How many times have I felt like prayer was totally ineffective? I have prayed for relief from the stresses of this life only to find more stresses. I have prayed for strength and patience, only to feel even weaker. But the Spirit knows more of what I need. And in God’s own time, the answers seem to be appearing. And I am so thankful for those inklings of changes.

The latter part of Romans 8 makes a believer’s heart swell nearly to bursting with love and faith and hope.

“31 What then shall we say to these things? If God is for us, who can be against us? 32 He who did not spare his own Son but gave him up for us all, how will he not also with him graciously give us all things? 33 Who shall bring any charge against God’s elect?
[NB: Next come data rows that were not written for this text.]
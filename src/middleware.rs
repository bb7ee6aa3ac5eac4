//! Request correlation middleware.
//!
//! Resolves a request ID (inbound `X-Request-ID` or freshly generated) and a
//! trace ID (`traceparent` / `X-B3-TraceId`), then wraps the rest of the stack
//! in a tracing span carrying both. All logs emitted while handling the
//! request inherit those fields. After the inner service returns, the request
//! ID is echoed on the response and exactly one `request completed` record is
//! logged with status, timing, client details and any internal error text.

use std::fmt;
use std::net::SocketAddr;
use std::time::Instant;

use axum::{
    extract::{ConnectInfo, Request},
    middleware::Next,
    response::Response,
};
use http::header::{HeaderName, USER_AGENT};
use tracing::Instrument;

use crate::correlation::{RequestCorrelation, REQUEST_ID_HEADER};

static X_FORWARDED_FOR: HeaderName = HeaderName::from_static("x-forwarded-for");
static X_REAL_IP: HeaderName = HeaderName::from_static("x-real-ip");

/// Private error details attached to a response by a handler.
///
/// Never sent to the client; the correlation middleware logs them in the
/// `errors` field of the completion record.
#[derive(Clone, Debug, Default)]
pub struct InternalErrors(Vec<String>);

impl InternalErrors {
    pub fn new(message: impl Into<String>) -> Self {
        Self(vec![message.into()])
    }

    pub fn push(&mut self, message: impl Into<String>) {
        self.0.push(message.into());
    }

    /// Appends to the errors already on `response`, creating the extension if needed.
    pub fn record(response: &mut Response, message: impl Into<String>) {
        match response.extensions_mut().get_mut::<InternalErrors>() {
            Some(errors) => errors.push(message),
            None => {
                response.extensions_mut().insert(InternalErrors::new(message));
            }
        }
    }
}

impl fmt::Display for InternalErrors {
    fn fmt(&self, f: &mut fmt::Formatter<'_>) -> fmt::Result {
        for (i, message) in self.0.iter().enumerate() {
            if i > 0 {
                f.write_str("; ")?;
            }
            write!(f, "Error #{:02}: {}", i + 1, message)?;
        }
        Ok(())
    }
}

/// Middleware that assigns correlation IDs and logs request completion.
///
/// This should be the outermost layer so the span and the latency measurement
/// cover all other middleware and the handler.
pub async fn request_correlation_layer(mut request: Request, next: Next) -> Response {
    let start = Instant::now();
    let method = request.method().clone();
    let path = request.uri().path().to_string();
    let query = request.uri().query().unwrap_or_default().to_string();
    let ip = client_ip(&request);
    let user_agent = request
        .headers()
        .get(USER_AGENT)
        .and_then(|v| v.to_str().ok())
        .unwrap_or_default()
        .to_string();

    let correlation = RequestCorrelation::from_headers(request.headers());

    let span = tracing::info_span!(
        "request",
        request_id = %correlation.request_id,
        trace_id = %correlation.trace_id,
        method = %method,
        path = %path,
    );

    request.extensions_mut().insert(correlation.clone());

    async move {
        let mut response = next.run(request).await;

        if let Some(value) = correlation.request_id_header.clone() {
            response
                .headers_mut()
                .insert(REQUEST_ID_HEADER.clone(), value);
        }

        let latency = start.elapsed();
        let errors = response
            .extensions()
            .get::<InternalErrors>()
            .map(ToString::to_string)
            .unwrap_or_default();

        tracing::info!(
            status = response.status().as_u16(),
            method = %method,
            path = %path,
            query = %query,
            ip = %ip,
            user_agent = %user_agent,
            latency = ?latency,
            errors = %errors,
            request_id = %correlation.request_id,
            trace_id = %correlation.trace_id,
            "request completed"
        );

        response
    }
    .instrument(span)
    .await
}

/// Best-effort client address: proxy headers first, then the socket peer.
fn client_ip(request: &Request) -> String {
    let header = |name: &HeaderName| {
        request
            .headers()
            .get(name)
            .and_then(|v| v.to_str().ok())
            .map(str::trim)
            .filter(|v| !v.is_empty())
    };

    if let Some(forwarded) = header(&X_FORWARDED_FOR) {
        if let Some(first) = forwarded.split(',').map(str::trim).find(|s| !s.is_empty()) {
            return first.to_string();
        }
    }

    if let Some(real_ip) = header(&X_REAL_IP) {
        return real_ip.to_string();
    }

    request
        .extensions()
        .get::<ConnectInfo<SocketAddr>>()
        .map(|ConnectInfo(addr)| addr.ip().to_string())
        .unwrap_or_default()
}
It is God who justifies. 34 Who is to condemn? Christ Jesus is the one who died—more than that, who was raised—who is at the right hand of God, who indeed is interceding for us. 35 Who shall separate us from the love of Christ? Shall tribulation, or distress, or persecution, or famine, or nakedness, or danger, or sword? 36 As it is written,

“For your sake we are being killed all the day long; we are regarded as sheep to be slaughtered.”

37 No, in all these things we are more than conquerors through him who loved us. 38 For I am sure that neither death nor life, nor angels nor rulers, nor things present nor things to come, nor powers, 39 nor height nor depth, nor anything else in all creation, will be able to separate us from the love of God in Christ Jesus our Lord.”

Now, I realize Paul may have been talking more about persecution. But life’s circumstances can be as intimidating if not more so because there is no one to blame or to fight or to flee from.

To me, one of the most important messages from Romans 8 is that we are not alone. If we love God, the Spirit is working on our behalf. If we are among those who respond to the call to love and life, Jesus intercedes. And though the world may seem to swirl out of control, nothing can separate us from the love of God.

So today, I am thankful for the grace of the remembrance of a verse that gives me strength. It strengthens my faith with a truth more immediate than hope. I need to remember that more often. When times are bad. When autism has won the day. When I am so tired I feel I can’t go another step. I am not alone. I am loved despite things present or things to come. And I am more than a conqueror.

Being a parent isn’t easy. And come to think of it, with children like me questioning motives and demanding answers all the time, it can’t be easy for God, either. But I’m glad that he hasn’t given up on me. So following his lead, I won’t give up on my son.  

It has taken a while, but I finally understand.  The “good” that comes from the “working” of “all things” is not necessarily for me, as in my desired outcome on my terms.  It’s inside me.  And I am thankful for it.